Detective Comics #976
Still dealing with the fallout of Clayface’s death, the Bat-family has split. Batwoman has joined her father’s military group, recruiting Azazel and Batwing to help. The other members of the Bat-family remain allied with Batman despite some differences in opinion. This particular issue focuses on Batman, Red Robin, and Spoiler; perhaps the three most deeply affected by the incident. Spoiler needs counseling after losing her friend and possible romantic interest, especially since she seems to already be emotionally stunted. Red Robin is concerned Batman isn’t taking the “dark timeline” he saw seriously. Bruce is trying to deal with what to do next, not only in the wake of Batwoman’s actions but also of Batgirl’s speech. His responsibility to the other members of the family has been brought into focus for him, and it’s clear he is struggling to find the right path. This is another good issue for characterization, although it packs far less of a punch. Batman and Red Robin are at odds philosophically and neither of them seems able to find middle ground. The Batwoman team bring the action to the book, fighting some Court of Owls goons and setting up for them to be a team moving forward. This issue begins a setup process that should pay off slowly, since DC has been talking about how the “Batmen Eternal” arc will change everything. We’ll see if that’s big advertising talk, or if there’s any truth to it in the coming weeks.
Astonishing X-Men #9
On the Marvel side of things, Astonishing X-Men remains on shaky ground with me. “A Man Called X” seems to be focused around Proteus as a villain, with the focus on “can we trust this X guy?” sort of fading away (at least for now). I could go either way on that; I don’t want to waste a ton of time on the new guy, but I also need a better explanation of who he is. If it’s Professor X’s mind that should be enough, but it seems like he’s significantly different in some way. The whole character is pretty frustrating honestly. Bishop is still worried about a “mindkiller apocalypse” that is preceded by the glowing green sun that appeared earlier, so they set off to go find Proteus and put a stop to his plan.
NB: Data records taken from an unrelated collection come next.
//! Record mapping between entries and Notion pages.
//!
//! The two directions are deliberately not inverses:
//!
//! | Field | Import writes | Export reads back |
//! |-------|---------------|-------------------|
//! | `Category` | commas rewritten as ` /` | rewritten value |
//! | `Date` range | start and end (ongoing end → today) | start only |
//! | Unknown types | - | raw property JSON |
//!
//! Name, Description and URL survive a round trip unchanged.

pub mod from_remote;
pub mod normalize;
pub mod to_remote;

pub use from_remote::{export_page, export_value};
pub use normalize::{ONGOING_TOKENS, is_ongoing, resolve_end_date, sanitize_category};
pub use to_remote::{EntryMapper, blocks};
I didn’t mind this issue too much, although it seems like we’re going to dive into some moralizing about humanity given what Proteus is up to. Still, despite having a great team lineup, nothing is grabbing me. Proteus is a really powerful villain, and I’m interested to see how this shakes out. That said, I think once the arc ends I’ll exit the series (if it even continues to exist given another upcoming relaunch).
Old Man Logan #36
The newest issue of Old Man Logan takes an angle that I’m surprised has taken this long to come up: something happens, a villain gaining power, that seems to be on the track that led to the events from Logan’s timeline where the villains win. In this case, it’s some crossover with the events of Daredevil. Wilson Fisk has been elected mayor and is planning to outlaw vigilantes and superheroes. Logan becomes involved, partially due to his concern about villains using political power to wipe out superheroes and partially due to being recognized by someone else. I like the initial concept of the “real” timeline showing similarities to the one from the original Old Man Logan. Seeing Logan try and deal with that possibility could make for something interesting. Unfortunately, Fisk’s whole deal doesn’t translate well. I’m sure the Mayor Fisk storyline is interesting in Daredevil (the first issue of Legacy didn’t grab me…). Give Matt a threat he has to fight both as Daredevil and as a lawyer, sure. But this “he’s gonna outlaw superheroes and that’s how the villains win”? We already did the “superheroes are illegal” angle, and not in a minor story. It’s fucking Civil War. So Fisk’s entire plan doesn’t interest me, and at least in Old Man Logan his speech has some obvious parallels to Trump which feels a little lazy. As much as a lot of the premise is frustrating me, this arc does appear to be setting loose a villain on Logan that is outside the usual rogues gallery for X-Men. Since Logan is old and has a shitty healing factor, more “normal” villains become an actual threat to him, so I look forward to that aspect.
Dodge City #1
This one is a little bit cheating, it came out a week ago but I didn’t notice we had a spare copy until after I had already finalized last week’s Pull Box write-up. Anything from Boom catches my eye, so I decided to check it out. I’m glad I gave it a shot! It has everything I hope for from a Boom title: super cute colorful art, diverse characters, a premise just weird enough to be interesting, and fun dialogue that isn’t wrapped in a million layers of irony and seriousness. The book follows Tomas, who joins a dodgeball team with an all loss record. He’s awful at dodgeball, but tries his best. Everyone on the team is interesting enough to have me curious. The first issue didn’t offer too much, just plenty of dodgeball action and a little bit of character introduction. It’s not my favorite book by Boom, but I legitimately enjoyed it and plan to check out the rest!
That’s it for this week, stay tuned next time for whatever comes out and make sure to check out a week later when Action Comics #1000 hits!
Comic Wolf Post-Credit
This week, I started diving a bit more into a recent Humble Bundle I picked up! The Humble Geek Gals Bundle had a ton of awesome female-led indie comics with a ton of stuff I’d had my eye on. Any time I need something to write about, I’ll probably grab something from that. For today:
Giant Days Vol. 1
Giant Days is a slice of life comic about three British girls who are friends at university. Being a slice of life book there isn’t much in the way of action or conflict, just small day to day stuff. It’s absolutely fucking hilarious, in a way that’s hard to describe. A lot of the dialogue is just so overwhelmingly genuine. Sure, it’s a bit more rehearsed and clever than some real life college friendships, but once you get a rapport with certain friends it’s nearly identical to the dialogue in the book (at least in my experience). The characters play off each other spectacularly, including the side cast. It’s just absurd enough to be a fun comic, while grounded enough to feel like it could inhabit the real world. Also, and you’ll get tired of me saying this, I love indie books for having interesting and diverse characters. So much of comics/books/media/everything can get samey and boring, so I love seeing differently focused stories. I also love stuff like this that’s just lighter. The most intense drama is still very minor, it’s just a nice fluffy sweet little book and that’s enough. The characters’ care and protectiveness of each other is really wholesome and that speaks to me. If it hasn’t been made clear from my previous reviews of stuff like Moonstruck, I am a sucker for cute shit. Giant Days is very very cute and I plan to read all of it just as soon as I can get my hands on it.